Starship launched from SpaceX’s Starbase site near Boca Chica on the Gulf Coast of Texas, less than 24 hours after the company received a launch license from federal regulators. The uncrewed test flight was able to execute a key stage-separation maneuver while approximately 44 miles above Earth. Overall, the test flight lasted far longer than the previous two attempts, with the second major test flight achieving a height three times higher than the first before exploding in air.

Starship’s third test flight was filled with successes, such as an ascent burn of both stages, opening and closing Starship’s payload door, and a propellant transfer demonstration during the upper stage’s coast phase.
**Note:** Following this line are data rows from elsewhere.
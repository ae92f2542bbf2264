//! Error types for the verifier service

use std::io;
use std::path::PathBuf;

use thiserror::Error;

/// Status code carried in every report
#[derive(Debug, Clone, Copy, PartialEq, Eq, Hash)]
#[repr(u8)]
pub enum StatusCode {
    Success = 0,
    InvalidRequest = 1,
    InputError = 2,
    NoticeError = 3,
    FileError = 4,
    ForkError = 5,
    VerificationError = 6,
    OutHashError = 7,
    OutcardError = 8,
    RuntimeException = 9,
}

impl StatusCode {
    pub fn as_u8(self) -> u8 {
        self as u8
    }
}

/// Per-request failures of the verification pipeline.
///
/// None of these are fatal: each one degrades into a report and the loop
/// moves on to the next request.
#[derive(Error, Debug)]
pub enum VerificationError {
    #[error("payload size too small: {size} bytes, minimum {min}")]
    PayloadTooSmall { size: usize, min: usize },

    #[error("payload size too large: {size} bytes, maximum {max}")]
    PayloadTooLarge { size: usize, max: usize },

    #[error("{context}: {source}")]
    File {
        context: &'static str,
        #[source]
        source: io::Error,
    },

    #[error("malformed outhash file: {0}")]
    MalformedOutHash(String),

    #[error("failed to spawn verifier {}: {source}", .program.display())]
    Fork {
        program: PathBuf,
        #[source]
        source: io::Error,
    },

    #[error("error running verification: {0}")]
    Replay(String),

    #[error("error outhash mismatch, received {received}")]
    OutHashMismatch { received: String },

    #[error("error getting score from outcard file")]
    ScoreNotFound,

    #[error("invalid score in outcard file: {0}")]
    InvalidScore(String),

    #[error("runtime error: {0}")]
    Runtime(String),
}

impl VerificationError {
    /// Status code reported for this failure
    pub fn status(&self) -> StatusCode {
        match self {
            Self::PayloadTooSmall { .. } | Self::PayloadTooLarge { .. } => StatusCode::InputError,
            Self::File { .. } | Self::MalformedOutHash(_) => StatusCode::FileError,
            Self::Fork { .. } => StatusCode::ForkError,
            Self::Replay(_) => StatusCode::VerificationError,
            Self::OutHashMismatch { .. } => StatusCode::OutHashError,
            Self::ScoreNotFound | Self::InvalidScore(_) => StatusCode::OutcardError,
            Self::Runtime(_) => StatusCode::RuntimeException,
        }
    }

    pub(crate) fn file(context: &'static str) -> impl FnOnce(io::Error) -> Self {
        move |source| Self::File { context, source }
    }
}

/// Failures to materialize a request delivered by the device
#[derive(Error, Debug)]
pub enum RequestError {
    #[error("malformed request: {0}")]
    Malformed(String),

    /// The payload does not fit the device buffer. Treated as transport
    /// corruption, so the process must exit.
    #[error("payload of {size} bytes exceeds device buffer of {max} bytes")]
    PayloadOverflow { size: usize, max: usize },
}

impl From<hex::FromHexError> for RequestError {
    fn from(e: hex::FromHexError) -> Self {
        RequestError::Malformed(format!("invalid hex: {}", e))
    }
}

impl From<serde_json::Error> for RequestError {
    fn from(e: serde_json::Error) -> Self {
        RequestError::Malformed(e.to_string())
    }
}

/// Transport and persistence failures. Always fatal.
#[derive(Error, Debug)]
pub enum DeviceError {
    #[error("Network error: {0}")]
    Network(#[from] reqwest::Error),

    #[error("Rollup server returned {status} on {endpoint}: {body}")]
    Http {
        endpoint: String,
        status: u16,
        body: String,
    },

    #[error("Invalid rollup server response: {0}")]
    Protocol(String),

    #[error("Checkpoint I/O error on {}: {source}", .path.display())]
    Checkpoint {
        path: PathBuf,
        #[source]
        source: io::Error,
    },

    #[error("Serialization error: {0}")]
    Serialization(#[from] serde_json::Error),

    #[error(transparent)]
    Request(#[from] RequestError),
}

pub type Result<T> = std::result::Result<T, DeviceError>;
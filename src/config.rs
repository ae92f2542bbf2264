//! Configuration management for the verifier service

use anyhow::Result;
use serde::{Deserialize, Serialize};
use std::env;
use std::fs;
use std::path::PathBuf;
use std::time::Duration;

#[derive(Debug, Clone, PartialEq, Serialize, Deserialize)]
#[serde(default)]
pub struct Config {
    /// Rollup HTTP server the requests are read from
    pub rollup_http_server_url: String,

    /// Where the outputs checkpoint is persisted
    pub checkpoint_path: PathBuf,

    /// Directory for the replay scratch files
    pub scratch_dir: PathBuf,

    /// Cartridge replayed for every submission
    pub cartridge_path: PathBuf,

    /// Chroot launcher for the replay
    pub chroot_bin: PathBuf,

    /// RIVOS root filesystem
    pub rivos_root: PathBuf,

    /// Replay time limit in seconds, unlimited when unset
    pub replay_timeout_secs: Option<u64>,

    /// Device buffer size; larger payloads are fatal
    pub max_payload_size: usize,

    /// Attempts for requests that cannot reach the rollup server
    pub max_retries: u32,
}

impl Default for Config {
    fn default() -> Self {
        Self {
            rollup_http_server_url: "http://127.0.0.1:5004".to_string(),
            checkpoint_path: PathBuf::from("/mnt/merkle/merkle"),
            scratch_dir: PathBuf::from("/run"),
            cartridge_path: PathBuf::from("/cartridges/freedoom.sqfs"),
            chroot_bin: PathBuf::from("/rivos/usr/sbin/riv-chroot"),
            rivos_root: PathBuf::from("/rivos"),
            replay_timeout_secs: None,
            max_payload_size: 2 * 1024 * 1024, // 2 MB
            max_retries: 3,
        }
    }
}

impl Config {
    /// Load configuration from file and environment
    pub fn load(path: &str) -> Result<Self> {
        let config = if std::path::Path::new(path).exists() {
            let contents = fs::read_to_string(path)?;
            toml::from_str(&contents)?
        } else {
            Config::default()
        };

        let config = config.with_env_overrides()?;
        config.validate()?;

        Ok(config)
    }

    /// Load configuration from environment variables only
    pub fn from_env() -> Result<Self> {
        let config = Config::default().with_env_overrides()?;
        config.validate()?;
        Ok(config)
    }

    fn with_env_overrides(mut self) -> Result<Self> {
        if let Ok(url) = env::var("ROLLUP_HTTP_SERVER_URL") {
            self.rollup_http_server_url = url;
        }

        if let Ok(path) = env::var("CHECKPOINT_PATH") {
            self.checkpoint_path = path.into();
        }

        if let Ok(dir) = env::var("SCRATCH_DIR") {
            self.scratch_dir = dir.into();
        }

        if let Ok(path) = env::var("CARTRIDGE_PATH") {
            self.cartridge_path = path.into();
        }

        if let Ok(path) = env::var("RIV_CHROOT_BIN") {
            self.chroot_bin = path.into();
        }

        if let Ok(path) = env::var("RIVOS_ROOT") {
            self.rivos_root = path.into();
        }

        if let Ok(secs) = env::var("REPLAY_TIMEOUT_SECS") {
            self.replay_timeout_secs = Some(
                secs.parse()
                    .map_err(|e| anyhow::anyhow!("Invalid REPLAY_TIMEOUT_SECS {:?}: {}", secs, e))?,
            );
        }

        if let Ok(size) = env::var("MAX_PAYLOAD_SIZE") {
            self.max_payload_size = size
                .parse()
                .map_err(|e| anyhow::anyhow!("Invalid MAX_PAYLOAD_SIZE {:?}: {}", size, e))?;
        }

        if let Ok(retries) = env::var("MAX_RETRIES") {
            if let Ok(retries) = retries.parse() {
                self.max_retries = retries;
            }
        }

        Ok(self)
    }

    pub fn replay_timeout(&self) -> Option<Duration> {
        self.replay_timeout_secs.map(Duration::from_secs)
    }

    /// Validate configuration values
    fn validate(&self) -> Result<()> {
        if self.rollup_http_server_url.is_empty() {
            return Err(anyhow::anyhow!("Rollup HTTP server URL is required"));
        }

        for (name, path) in [
            ("checkpoint_path", &self.checkpoint_path),
            ("scratch_dir", &self.scratch_dir),
            ("cartridge_path", &self.cartridge_path),
            ("chroot_bin", &self.chroot_bin),
            ("rivos_root", &self.rivos_root),
        ] {
            if path.as_os_str().is_empty() {
                return Err(anyhow::anyhow!("{} must not be empty", name));
            }
        }

        if self.max_payload_size == 0 {
            return Err(anyhow::anyhow!("max_payload_size must be positive"));
        }

        if self.replay_timeout_secs == Some(0) {
            return Err(anyhow::anyhow!("replay_timeout_secs must be positive when set"));
        }

        Ok(())
    }
}
use crate::consts;

/// Parses the episode number advertised on a listing card, e.g. `"EP 12"`,
/// `"Episode 3"` or `"Capítulo 7"`.
///
/// Returns `None` for text without a recognised prefix and for zero.
pub fn episode_hint(text: &str) -> Option<u32> {
    let captures = consts::EPISODE_HINT_REGEX.captures(text)?;
    positive(captures.get(1)?.as_str())
}

/// Parses the first run of digits in an episode link label.
///
/// Returns `None` when the label has no digits, when the number is zero, or
/// when it does not fit in a `u32`.
pub fn first_number(label: &str) -> Option<u32> {
    let captures = consts::FIRST_NUMBER_REGEX.captures(label)?;
    positive(captures.get(1)?.as_str())
}

fn positive(digits: &str) -> Option<u32> {
    digits.parse::<u32>().ok().filter(|n| *n > 0)
}
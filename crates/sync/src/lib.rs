//! The incremental discovery-and-reconciliation engine.
//!
//! A run reads the catalog site's "latest updates" listing and, candidate by
//! candidate, decides whether the series is new (create it, enriched with
//! metadata when available), already caught up (skip), or possibly behind
//! (read its episode list and record what is missing). Episodes are inserted
//! at most once per `(series, season, number)`.

pub mod error;
mod models;
mod reconcile;

pub use crate::models::{Outcome, RunSummary, SyncOptions};
pub use crate::reconcile::Reconciler;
Starship flew along a new flight path, hoping it could perform in-space engine burns while maximizing public safety before reentering Earth’s atmosphere over the Indian Ocean. However, the first ever re-light of a Raptor engine while in space was aborted during flight.

Another impressive feat was the fact Starship could maintain a video feed during the beginning stages of reentry, or during plasma burn. The footage was sent back to Earth via SpaceX’s Starlink satellite service. The spacecraft can be seen in spectacular fashion via the video above, as it began heating up during reentry into Earth’s atmosphere.

spacex starship during reentry plasma burn

Starship still has a long way to go before it can be deemed worthy of a manned mission, but today’s test flight will give the team at SpaceX a lot of data to comb through in order to bring that dream to reality. Elon Musk remains hopeful that Starship will be able to send astronauts and cargo to the moon sometime this decade, with the ultimate goal of one day sending humans to Mars.